See Dkt. 1-1, Ex. A § 11.03.
According to Plaintiff, Defendants breached this provision of the Lease
Agreement when, on June 12, 2015, GES sold all of its membership interests to WGL
without having first obtained Plaintiff’s written consent or, alternatively, provided
concurrent notice of the sale to Plaintiff along with information about WGL’s experience
and financial capabilities. See Compl. at ¶ ¶ 8-9. Plaintiff alleges in its Complaint that it
was not provided notice of the sale by GES until November 2, 2015, some five months
after the transaction had occurred, id. at ¶ 14, and that it did not receive any information
regarding WGL’s experience and financial capabilities until March 4, 2016, when it
received the WGL’s parent-company Form Q financial statement—a document it
maintains is inadequate by itself to satisfy Defendants’ obligation under the above-quoted
provision. Id. at ¶ 21.
Giving plain meaning to the terms of the contract, these allegations more than
adequately state a claim for breach. The above-quoted provision clearly provides that, in
the case of assignment by sale “of all or substantially all of Lessee’s stock or assets,” the
Lessee must, at minimum, provide “concurrent written notice to Lessor” and must, “in
all circumstances,” provide “sufficient evidence” that the proposed assignee has
“comparable experience as Lessee in operating and maintaining photovoltaic solar
systems” as well as the requisite “financial capability to maintain the System and perform
the obligations of Lessee.” See Dkt. 1-1, Ex. A § 11.03.

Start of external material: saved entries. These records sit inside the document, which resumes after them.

// SPDX-License-Identifier: AGPL-3.0-or-later

//! Gateway-side trust context builder.
//!
//! [`gate_request`] runs in front of the proxy dispatch: it resolves the
//! registry entry for the requested route, resolves the external key and
//! package (at most once each), runs the security check pipeline, assembles
//! the redacted trust context, and attaches the encoded envelope to the
//! forwarded request. Any terminal condition short-circuits into the
//! structured failure envelope; the request never reaches dispatch.

use async_trait::async_trait;

use axum::{
    extract::{Request, State},
    middleware::Next,
    response::Response,
};

use crate::context::{
    self, ApplicationScope, KeyScope, PackageScope, ResolvedFlags, TenantScope, TrustContext,
};
use crate::error::GateError;
use crate::pipeline::{CheckContext, RequestSnapshot};
use crate::provision::merge::{apply_acl_redaction, merge_service_config};
use crate::registry::{resolve_flags, RouteKey, ServiceParam};
use crate::state::GatewayState;

/// Header the caller supplies its opaque external key in.
pub const EXTERNAL_KEY_HEADER: &str = "key";

/// Gate for non-keyed flows on services with OAuth enabled. The gateway
/// delegates and forwards without building a trust context.
#[async_trait]
pub trait OauthGate: Send + Sync {
    async fn authorize(&self, request: &RequestSnapshot) -> Result<(), GateError>;
}

/// Accepts every non-keyed request. Demo stand-in for a real OAuth gate.
pub struct AllowAllOauthGate;

#[async_trait]
impl OauthGate for AllowAllOauthGate {
    async fn authorize(&self, _request: &RequestSnapshot) -> Result<(), GateError> {
        Ok(())
    }
}

/// Gateway middleware: build the trust context or terminate the request.
pub async fn gate_request(
    State(state): State<GatewayState>,
    request: Request,
    next: Next,
) -> Response {
    let route = RouteKey::from_path(request.uri().path());
    let path = request.uri().path().to_string();
    match build_forwardable(&state, &route, request).await {
        Ok(forward) => next.run(forward).await,
        Err(err) => {
            tracing::info!(
                service = %route.service,
                version = %route.version,
                code = err.code(),
                "request terminated at the gate"
            );
            err.respond(Some(route.service.as_str()), Some(path.as_str()))
        }
    }
}

/// The builder proper. Returns the request to forward, header attached when
/// a context was built.
async fn build_forwardable(
    state: &GatewayState,
    route: &RouteKey,
    mut request: Request,
) -> Result<Request, GateError> {
    // One snapshot per request; the reload path swaps the pointer wholesale.
    let registry = state.registry.current();
    let entry = registry
        .lookup(route)
        .ok_or_else(|| GateError::ServiceUnknown {
            service: route.service.clone(),
            version: route.version.clone(),
        })?;
    let param = resolve_flags(entry, &state.environment);

    if !param.requires_external_key {
        if param.oauth_enabled {
            let snapshot = RequestSnapshot::from_request(&request);
            state.oauth_gate.authorize(&snapshot).await?;
        }
        // Non-keyed flow: forwarded without a trust context.
        return Ok(request);
    }

    let token = request
        .headers()
        .get(EXTERNAL_KEY_HEADER)
        .and_then(|v| v.to_str().ok())
        .unwrap_or_default();
    if token.is_empty() {
        return Err(GateError::InvalidKey);
    }

    let key_record = match state.resolver.resolve_key(token, &state.key_secret).await {
        Ok(Some(record)) => record,
        Ok(None) => return Err(GateError::InvalidKey),
        Err(err) => {
            tracing::error!(error = %err, "key resolver failed");
            return Err(GateError::KeyResolutionException);
        }
    };

    // A valid key must point at a resolvable package; its absence here is a
    // data-integrity failure, not "no key".
    let package = match state
        .resolver
        .resolve_package(&key_record.application.package_id)
        .await
    {
        Ok(Some(record)) => record,
        Ok(None) => return Err(GateError::PackageNotFound),
        Err(err) => {
            tracing::error!(error = %err, "package resolver failed");
            return Err(GateError::KeyResolutionException);
        }
    };

    let snapshot = RequestSnapshot::from_request(&request);
    let ctx = CheckContext::new(snapshot, route.clone(), param.clone(), key_record, package);
    let ctx = state.pipeline.run(ctx).await?;

    let trust = assemble_context(ctx, &param);
    let header = context::encode(&trust)?;
    request
        .headers_mut()
        .insert(context::CONTEXT_HEADER, header);
    Ok(request)
}

/// Assemble the envelope from the post-pipeline state: merge the service
/// configuration, attach the user conditionally, redact ACLs last.
fn assemble_context(ctx: CheckContext, param: &ServiceParam) -> TrustContext {
    let config = merge_service_config(&ctx.services_config, &ctx.route.service);
    let key = ctx.key;

    let mut trust = TrustContext {
        tenant: TenantScope {
            id: key.tenant.id,
            code: key.tenant.code,
            roaming: key.tenant.roaming,
        },
        key: KeyScope {
            config,
            internal_key: key.internal_key,
            external_key: key.external_key,
        },
        application: ApplicationScope {
            product: key.application.product,
            package_id: key.application.package_id,
            app_id: key.application.app_id,
            acl: key.application.acl,
            acl_all_env: key.application.acl_all_env,
        },
        package: PackageScope {
            acl: ctx.package.acl,
            acl_all_env: ctx.package.acl_all_env,
        },
        device: ctx.device,
        geo: ctx.geo,
        user_access: None,
        resolved_flags: ResolvedFlags {
            requires_profile_details: param.requires_profile_details,
            requires_acl_details: param.requires_acl_details,
        },
    };

    if param.requires_user_profile {
        if let Some(mut user) = ctx.user {
            if !param.requires_profile_details {
                user.profile = None;
            }
            if !param.requires_acl_details {
                user.acl = None;
                user.acl_all_env = None;
            }
            trust.user_access = Some(user);
        }
    }

    apply_acl_redaction(&mut trust, param.requires_package_acl);
    trust
}
// SPDX-License-Identifier: AGPL-3.0-or-later

//! Tenant Gate - Multi-Tenant Gateway Authorization Hand-Off
//!
//! The front-door process validates an opaque external key, resolves the
//! caller's tenant/application/package access rights, runs the request
//! through an ordered chain of security checks, and hands a sealed trust
//! context to the downstream service via a single transport header. The
//! downstream service reconstructs and trusts that context without
//! repeating the lookups.
//!
//! ## Modules
//!
//! - `gateway` - gateway-side trust context builder (middleware)
//! - `consumer` - service-side context consumer (middleware + extractors)
//! - `context` - the trust context envelope and its transport codec
//! - `pipeline` - ordered, short-circuiting security check chain
//! - `provision` - external key/package resolution and config merge
//! - `registry` - service registry snapshot and flag resolution
//! - `api` - router assembly and health endpoint (Axum)

pub mod api;
pub mod config;
pub mod consumer;
pub mod context;
pub mod error;
pub mod gateway;
pub mod pipeline;
pub mod provision;
pub mod registry;
pub mod state;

Defendants do not dispute that the Lease Agreement required “concurrent notice”
of the assignment by sale, nor do they dispute that GES failed to provide notice to
Plaintiff until November 2, 2015. Rather, they argue that Plaintiff’s claim is subject to
dismissal because Plaintiff cannot establish that GES’s failure to provide notice of the
company’s June 12, 2015 sale until November 2, 2015, or its failure to provide Plaintiff
with WGL’s Form Q financial statements until March 4, 2016, represented a “material
breach” of the Lease Agreement. See Defs.’ Mem. at 7.
Defendants’ materiality argument is misplaced in this context. It is well
established under Indiana law that the question of whether a party’s breach is material is
one of fact typically not appropriate for pre-trial disposition. See Collins, 871 N.E.2d at
375; Frazier v. Mellowitz, 804 N.E.2d 796, 802 (Ind. Ct. App. 2004); Smith v. State
Lottery Comm’n, 812 N.E.2d 1066, 1073 (Ind. Ct. App. 2004). In fact, the case on which
Defendants rely, Biomet, Inc. v. Smith, explicitly states as much a mere two lines above
the list of determinative factors that Defendants include in their brief. 238 F. Supp. 2d
1036, 1049 (N.D. Ind. 2002) (Ruling on summary judgment, the court stated, “The
question of whether a party has materially breached an agreement is a question of
fact...”). Accordingly, we DENY Defendants’ motion to dismiss with regard to the issue
of materiality on grounds that it has been raised prematurely and requires further
discovery and factual development by the parties.
In a similar vein, Defendants argue: “Assuming the LLC had the obligation under
the Lease to provide ‘concurrent notice’ to Lessor of the alleged assignment to
WGL…GES had 30 days to cure any breach ‘after Lessor’s notice of such breach.’” See
Defs.’ Mem. at 7. It appears this contention references Article VII of the Lease
Agreement, which defines incidents of default.
Section 7.01(a)(iv) provides that a Lessee Default occurs when:
Lessee fails to comply with any provision of this Agreement…,
and (A) if such breach can be cured within thirty (30) days after
Lessor’s notice of such breach and Lessee fails to cure, or (B)
Lessee fails to commence and pursue said cure within such
thirty (30) day period if a longer cure period is needed.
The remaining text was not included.